Erfolg für die Caritas: Urteil stärkt Lebensschutz
Aus Twistringen zur bundesweiten Förderrichtlinie
Leipzig/Osnabrück - "Das ist eine schöne Sache, wenn man vor Gericht mehr erhält, als man erwartet hatte", sagt Werner Negwer und strahlt übers ganze Gesicht. Ein "unerwartet gutes Ergebnis" nennt der Justitiar des Diözesancaritasverbandes Osnabrück das Urteil des Bundesverwaltungsgerichts in Leipzig. Danach muss der Staat die von ihm anerkannten Stellen zur Schwangerschaftskonfliktberatung zu mindestens 80 Prozent der Personal- und Sachkosten finanzieren
"Ein Glücksfall"
Ein Urteil, das für einen Moment sogar die Bischofskonferenz und den Verband katholischer Laien "Donum vitae" auf einen Nenner brachte. Beide begrüßten in Stellungnahmen den Spruch. Ein "Glücksfall" hieß es bei "Donum vitae", mittlerweile Träger von mehr als 100 Beratungsstellen bundesweit. Die Bischöfe lobten das Urteil, da damit die hohe Verantwortung des Staates für den Schutz des ungeborenen Lebens bestätigt werde. Ähnlich formulierte auch das Zentralkomitee der deutschen Katholiken seine "große Zustimmung". Schelte betrieb das Land Niedersachsen. Den Hinweis der Richter auf den im Gesetz vorgesehenen
Versorgungsschlüssel (eine Vollzeitstelle auf 40 000 Einwohner) kritisierte Sozialministerin Ursula von der Leyen (CDU). Schematisch Kapazitäten vorzuhalten gehe vielerorts einfach am Bedarf vorbei.

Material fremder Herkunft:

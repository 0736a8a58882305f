//! Cache hit accounting and per-pattern latency profiling.

use std::collections::{HashMap, VecDeque};
use std::time::Duration;

use serde::Serialize;

/// Number of patterns listed in [`CacheReport::slowest_patterns`].
const SLOWEST_LIMIT: usize = 5;

#[derive(Debug, Default, Clone, Copy)]
struct Latency {
    calls: u64,
    total: Duration,
    max: Duration,
}

/// Average and worst-case latency of one pattern.
#[derive(Debug, Clone, PartialEq, Serialize)]
pub struct PatternLatency {
    pub pattern: String,
    pub calls: u64,
    pub avg_ms: f64,
    pub max_ms: f64,
}

/// Snapshot of cache effectiveness.
#[derive(Debug, Clone, PartialEq, Serialize)]
pub struct CacheReport {
    pub hits: u64,
    pub misses: u64,
    pub stale_hits: u64,
    /// Misses answered by another caller's in-flight fetch.
    pub coalesced: u64,
    pub revalidations: u64,
    pub evictions: u64,
    pub decode_failures: u64,
    pub hit_rate: f64,
    /// Hit rate over the most recent lookups only.
    pub rolling_hit_rate: f64,
    pub entries: usize,
    pub compressed_entries: usize,
    pub slowest_patterns: Vec<PatternLatency>,
}

#[derive(Debug)]
pub(crate) struct CacheStats {
    pub(crate) hits: u64,
    pub(crate) misses: u64,
    pub(crate) stale_hits: u64,
    pub(crate) coalesced: u64,
    pub(crate) revalidations: u64,
    pub(crate) evictions: u64,
    pub(crate) decode_failures: u64,
    window: VecDeque<bool>,
    window_size: usize,
    latency: HashMap<String, Latency>,
}

impl CacheStats {
    pub(crate) fn new(window_size: usize) -> Self {
        Self {
            hits: 0,
            misses: 0,
            stale_hits: 0,
            coalesced: 0,
            revalidations: 0,
            evictions: 0,
            decode_failures: 0,
            window: VecDeque::with_capacity(window_size),
            window_size: window_size.max(1),
            latency: HashMap::new(),
        }
    }

    pub(crate) fn record_hit(&mut self, stale: bool) {
        self.hits += 1;
        if stale {
            self.stale_hits += 1;
        }
        self.push_window(true);
    }

    pub(crate) fn record_miss(&mut self) {
        self.misses += 1;
        self.push_window(false);
    }

    fn push_window(&mut self, hit: bool) {
        if self.window.len() == self.window_size {
            self.window.pop_front();
        }
        self.window.push_back(hit);
    }

    pub(crate) fn record_latency(&mut self, pattern: &str, elapsed: Duration) {
        let entry = self.latency.entry(pattern.to_string()).or_default();
        entry.calls += 1;
        entry.total += elapsed;
        entry.max = entry.max.max(elapsed);
    }

    pub(crate) fn hit_rate(&self) -> f64 {
        ratio(self.hits, self.hits + self.misses)
    }

    pub(crate) fn rolling_hit_rate(&self) -> f64 {
        let hits = self.window.iter().filter(|hit| **hit).count();
        ratio(hits as u64, self.window.len() as u64)
    }

    pub(crate) fn slowest(&self) -> Vec<PatternLatency> {
        let mut out: Vec<PatternLatency> = self
            .latency
            .iter()
            .map(|(pattern, l)| PatternLatency {
                pattern: pattern.clone(),
                calls: l.calls,
                avg_ms: millis(l.total) / l.calls.max(1) as f64,
                max_ms: millis(l.max),
            })
            .collect();
        out.sort_by(|a, b| {
            b.avg_ms
                .total_cmp(&a.avg_ms)
                .then_with(|| a.pattern.cmp(&b.pattern))
        });
        out.truncate(SLOWEST_LIMIT);
        out
    }

    pub(crate) fn reset(&mut self) {
        *self = Self::new(self.window_size);
    }
}

fn ratio(part: u64, whole: u64) -> f64 {
    if whole == 0 {
        0.0
    } else {
        part as f64 / whole as f64
    }
}

fn millis(d: Duration) -> f64 {
    d.as_secs_f64() * 1000.0
}

#[cfg(test)]
mod tests {
    use super::*;

    #[test]
    fn rolling_window_forgets_old_lookups() {
        let mut stats = CacheStats::new(4);
        for _ in 0..4 {
            stats.record_miss();
        }
        for _ in 0..4 {
            stats.record_hit(false);
        }
        assert_eq!(stats.rolling_hit_rate(), 1.0);
        assert_eq!(stats.hit_rate(), 0.5);
    }

    #[test]
    fn empty_stats_report_zero_rates() {
        let stats = CacheStats::new(10);
        assert_eq!(stats.hit_rate(), 0.0);
        assert_eq!(stats.rolling_hit_rate(), 0.0);
    }

    #[test]
    fn slowest_patterns_sorted_by_average() {
        let mut stats = CacheStats::new(10);
        stats.record_latency("population_lookup", Duration::from_millis(10));
        stats.record_latency("population_lookup", Duration::from_millis(30));
        stats.record_latency("income_trend", Duration::from_millis(50));

        let slowest = stats.slowest();
        assert_eq!(slowest[0].pattern, "income_trend");
        assert_eq!(slowest[1].pattern, "population_lookup");
        assert_eq!(slowest[1].calls, 2);
        assert!((slowest[1].avg_ms - 20.0).abs() < 1e-9);
        assert!((slowest[1].max_ms - 30.0).abs() < 1e-9);
    }

    #[test]
    fn stale_hits_count_as_hits() {
        let mut stats = CacheStats::new(10);
        stats.record_hit(true);
        assert_eq!((stats.hits, stats.stale_hits), (1, 1));
    }
}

Geklagt hatte der Caritasverband für die Diözese Osnabrück, da das Land Niedersachsen seinen Antrag auf Bezuschussung der Beratungsstelle für Schwangeren- und Schwangerschaftskonfliktberatung in Twistringen bei Bremen 1997 abgelehnt hatte. Damals war die Kirche noch in der Konfliktberatung, stellte Beratungsscheine aus. Statt der Übernahme der Hälfte der Kosten wollte das Land nur knapp neun Prozent zahlen. Schon das Oberverwaltungsgericht Lüneburg ließ das nicht gelten, verpflichtete das Land auf Übernahme von 50 Prozent - vorbehaltlich verfügbarer Eigenmittel der Träger.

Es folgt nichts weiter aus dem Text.